◆ What to produce
Every line in the records below with the string "format" is to be copied out.

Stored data
- Opening Delimiter -
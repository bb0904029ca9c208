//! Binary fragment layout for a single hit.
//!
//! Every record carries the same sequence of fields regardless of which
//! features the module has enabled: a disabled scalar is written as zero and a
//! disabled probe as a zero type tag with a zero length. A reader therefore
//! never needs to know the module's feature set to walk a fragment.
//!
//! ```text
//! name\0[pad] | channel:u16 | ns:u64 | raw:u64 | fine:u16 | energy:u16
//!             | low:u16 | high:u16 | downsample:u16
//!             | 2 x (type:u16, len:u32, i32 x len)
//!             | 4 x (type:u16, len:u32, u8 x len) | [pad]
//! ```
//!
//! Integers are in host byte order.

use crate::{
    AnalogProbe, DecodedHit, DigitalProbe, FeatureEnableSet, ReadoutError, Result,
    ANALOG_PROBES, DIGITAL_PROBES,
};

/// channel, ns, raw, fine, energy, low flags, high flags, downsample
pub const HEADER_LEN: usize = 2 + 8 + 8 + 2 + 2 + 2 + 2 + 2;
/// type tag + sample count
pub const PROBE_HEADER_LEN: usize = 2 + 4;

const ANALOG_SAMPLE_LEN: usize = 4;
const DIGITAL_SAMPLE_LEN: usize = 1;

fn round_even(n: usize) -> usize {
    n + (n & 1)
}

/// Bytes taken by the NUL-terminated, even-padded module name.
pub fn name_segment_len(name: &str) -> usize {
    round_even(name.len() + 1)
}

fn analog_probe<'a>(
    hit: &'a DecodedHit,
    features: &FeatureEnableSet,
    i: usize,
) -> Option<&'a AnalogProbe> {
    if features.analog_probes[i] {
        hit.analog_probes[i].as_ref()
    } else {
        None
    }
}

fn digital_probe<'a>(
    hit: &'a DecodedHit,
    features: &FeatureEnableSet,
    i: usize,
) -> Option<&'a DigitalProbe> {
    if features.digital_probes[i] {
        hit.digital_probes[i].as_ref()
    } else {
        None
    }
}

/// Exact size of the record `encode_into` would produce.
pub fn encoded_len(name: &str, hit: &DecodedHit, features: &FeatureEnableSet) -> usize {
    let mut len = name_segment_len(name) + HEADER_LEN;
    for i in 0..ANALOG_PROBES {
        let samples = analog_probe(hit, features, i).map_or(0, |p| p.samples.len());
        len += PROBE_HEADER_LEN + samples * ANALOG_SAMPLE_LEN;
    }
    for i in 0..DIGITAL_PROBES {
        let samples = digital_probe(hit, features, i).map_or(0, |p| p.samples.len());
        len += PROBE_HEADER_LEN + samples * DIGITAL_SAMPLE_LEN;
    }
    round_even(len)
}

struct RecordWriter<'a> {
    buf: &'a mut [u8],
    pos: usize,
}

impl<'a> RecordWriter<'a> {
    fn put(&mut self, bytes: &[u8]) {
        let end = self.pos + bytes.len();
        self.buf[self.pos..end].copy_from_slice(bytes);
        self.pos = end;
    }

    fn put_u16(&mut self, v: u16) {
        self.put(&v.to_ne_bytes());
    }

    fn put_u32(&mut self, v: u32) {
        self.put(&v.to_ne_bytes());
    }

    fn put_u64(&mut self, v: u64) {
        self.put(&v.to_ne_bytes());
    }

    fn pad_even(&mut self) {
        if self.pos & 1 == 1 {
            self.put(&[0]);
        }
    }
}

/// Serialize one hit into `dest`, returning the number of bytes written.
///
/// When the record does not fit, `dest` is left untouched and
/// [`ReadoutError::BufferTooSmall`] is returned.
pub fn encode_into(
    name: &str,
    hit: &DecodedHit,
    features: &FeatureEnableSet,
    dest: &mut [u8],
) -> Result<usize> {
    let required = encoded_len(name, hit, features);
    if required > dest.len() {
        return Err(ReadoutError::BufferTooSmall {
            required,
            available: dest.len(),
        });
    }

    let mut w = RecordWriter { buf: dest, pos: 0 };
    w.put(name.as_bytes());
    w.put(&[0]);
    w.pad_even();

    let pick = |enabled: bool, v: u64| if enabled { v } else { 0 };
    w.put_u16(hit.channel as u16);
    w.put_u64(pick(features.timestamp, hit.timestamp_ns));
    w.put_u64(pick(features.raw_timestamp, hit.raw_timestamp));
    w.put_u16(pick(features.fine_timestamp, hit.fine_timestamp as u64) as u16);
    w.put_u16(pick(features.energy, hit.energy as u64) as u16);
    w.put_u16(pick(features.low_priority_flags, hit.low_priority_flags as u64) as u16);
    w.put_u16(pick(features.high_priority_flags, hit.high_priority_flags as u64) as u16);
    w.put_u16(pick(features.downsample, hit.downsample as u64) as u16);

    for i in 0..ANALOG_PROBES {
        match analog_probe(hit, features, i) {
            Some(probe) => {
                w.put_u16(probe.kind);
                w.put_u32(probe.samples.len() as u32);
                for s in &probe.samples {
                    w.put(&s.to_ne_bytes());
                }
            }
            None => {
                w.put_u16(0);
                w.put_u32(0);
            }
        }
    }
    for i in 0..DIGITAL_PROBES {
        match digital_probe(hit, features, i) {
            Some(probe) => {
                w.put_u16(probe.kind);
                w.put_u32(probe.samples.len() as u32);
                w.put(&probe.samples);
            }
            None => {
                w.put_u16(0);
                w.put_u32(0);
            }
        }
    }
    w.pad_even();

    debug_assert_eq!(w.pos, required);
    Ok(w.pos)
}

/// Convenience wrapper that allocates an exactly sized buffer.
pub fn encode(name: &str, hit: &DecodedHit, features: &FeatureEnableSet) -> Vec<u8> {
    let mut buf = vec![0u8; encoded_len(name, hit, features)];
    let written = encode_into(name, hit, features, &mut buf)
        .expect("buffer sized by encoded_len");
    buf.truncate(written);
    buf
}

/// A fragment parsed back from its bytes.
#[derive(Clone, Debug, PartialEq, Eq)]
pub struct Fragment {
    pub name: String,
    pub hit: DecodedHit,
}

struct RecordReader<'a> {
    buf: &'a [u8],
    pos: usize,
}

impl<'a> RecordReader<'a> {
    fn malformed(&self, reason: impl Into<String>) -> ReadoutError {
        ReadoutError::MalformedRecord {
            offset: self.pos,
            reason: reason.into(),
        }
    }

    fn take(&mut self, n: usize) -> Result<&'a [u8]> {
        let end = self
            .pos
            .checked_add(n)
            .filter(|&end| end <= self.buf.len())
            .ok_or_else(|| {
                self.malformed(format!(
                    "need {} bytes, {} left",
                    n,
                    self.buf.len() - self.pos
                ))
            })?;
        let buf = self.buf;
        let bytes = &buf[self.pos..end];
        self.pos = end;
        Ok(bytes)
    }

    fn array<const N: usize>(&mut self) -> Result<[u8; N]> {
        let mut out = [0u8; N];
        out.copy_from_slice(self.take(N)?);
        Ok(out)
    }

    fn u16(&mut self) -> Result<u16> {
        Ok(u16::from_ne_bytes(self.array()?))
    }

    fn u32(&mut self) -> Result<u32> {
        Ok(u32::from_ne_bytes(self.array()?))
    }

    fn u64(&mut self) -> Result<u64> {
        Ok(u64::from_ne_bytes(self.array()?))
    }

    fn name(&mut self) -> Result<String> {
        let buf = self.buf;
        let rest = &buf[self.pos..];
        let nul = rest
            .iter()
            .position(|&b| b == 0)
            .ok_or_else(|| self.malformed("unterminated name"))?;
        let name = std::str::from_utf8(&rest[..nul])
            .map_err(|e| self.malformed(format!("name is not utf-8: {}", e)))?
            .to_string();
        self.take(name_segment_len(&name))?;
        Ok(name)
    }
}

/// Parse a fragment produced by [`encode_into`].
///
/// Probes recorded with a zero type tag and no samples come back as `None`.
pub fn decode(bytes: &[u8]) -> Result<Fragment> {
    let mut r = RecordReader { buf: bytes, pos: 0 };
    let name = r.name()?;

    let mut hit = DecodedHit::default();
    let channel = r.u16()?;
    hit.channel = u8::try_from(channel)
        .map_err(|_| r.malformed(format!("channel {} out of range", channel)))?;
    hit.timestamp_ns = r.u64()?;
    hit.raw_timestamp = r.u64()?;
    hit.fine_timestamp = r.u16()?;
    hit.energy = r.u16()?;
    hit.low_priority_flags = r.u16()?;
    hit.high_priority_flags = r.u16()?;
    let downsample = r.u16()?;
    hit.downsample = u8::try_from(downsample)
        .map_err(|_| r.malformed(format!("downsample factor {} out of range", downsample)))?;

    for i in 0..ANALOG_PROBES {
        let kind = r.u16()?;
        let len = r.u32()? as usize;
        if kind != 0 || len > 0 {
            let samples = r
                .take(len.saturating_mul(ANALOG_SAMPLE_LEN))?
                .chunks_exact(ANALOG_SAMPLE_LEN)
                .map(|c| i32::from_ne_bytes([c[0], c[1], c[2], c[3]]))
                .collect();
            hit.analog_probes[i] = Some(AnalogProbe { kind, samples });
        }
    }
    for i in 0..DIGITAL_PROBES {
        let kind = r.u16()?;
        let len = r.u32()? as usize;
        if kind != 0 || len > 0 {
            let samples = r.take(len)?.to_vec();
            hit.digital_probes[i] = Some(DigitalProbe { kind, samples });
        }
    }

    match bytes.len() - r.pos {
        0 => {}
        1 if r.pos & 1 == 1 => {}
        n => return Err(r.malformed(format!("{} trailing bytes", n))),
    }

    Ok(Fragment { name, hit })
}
- Closing Delimiter -
◆ Problem solution
                self.malformed(format!(
            .map_err(|e| self.malformed(format!("name is not utf-8: {}", e)))?
        .map_err(|_| r.malformed(format!("channel {} out of range", channel)))?;
        .map_err(|_| r.malformed(format!("downsample factor {} out of range", downsample)))?;
        n => return Err(r.malformed(format!("{} trailing bytes", n))),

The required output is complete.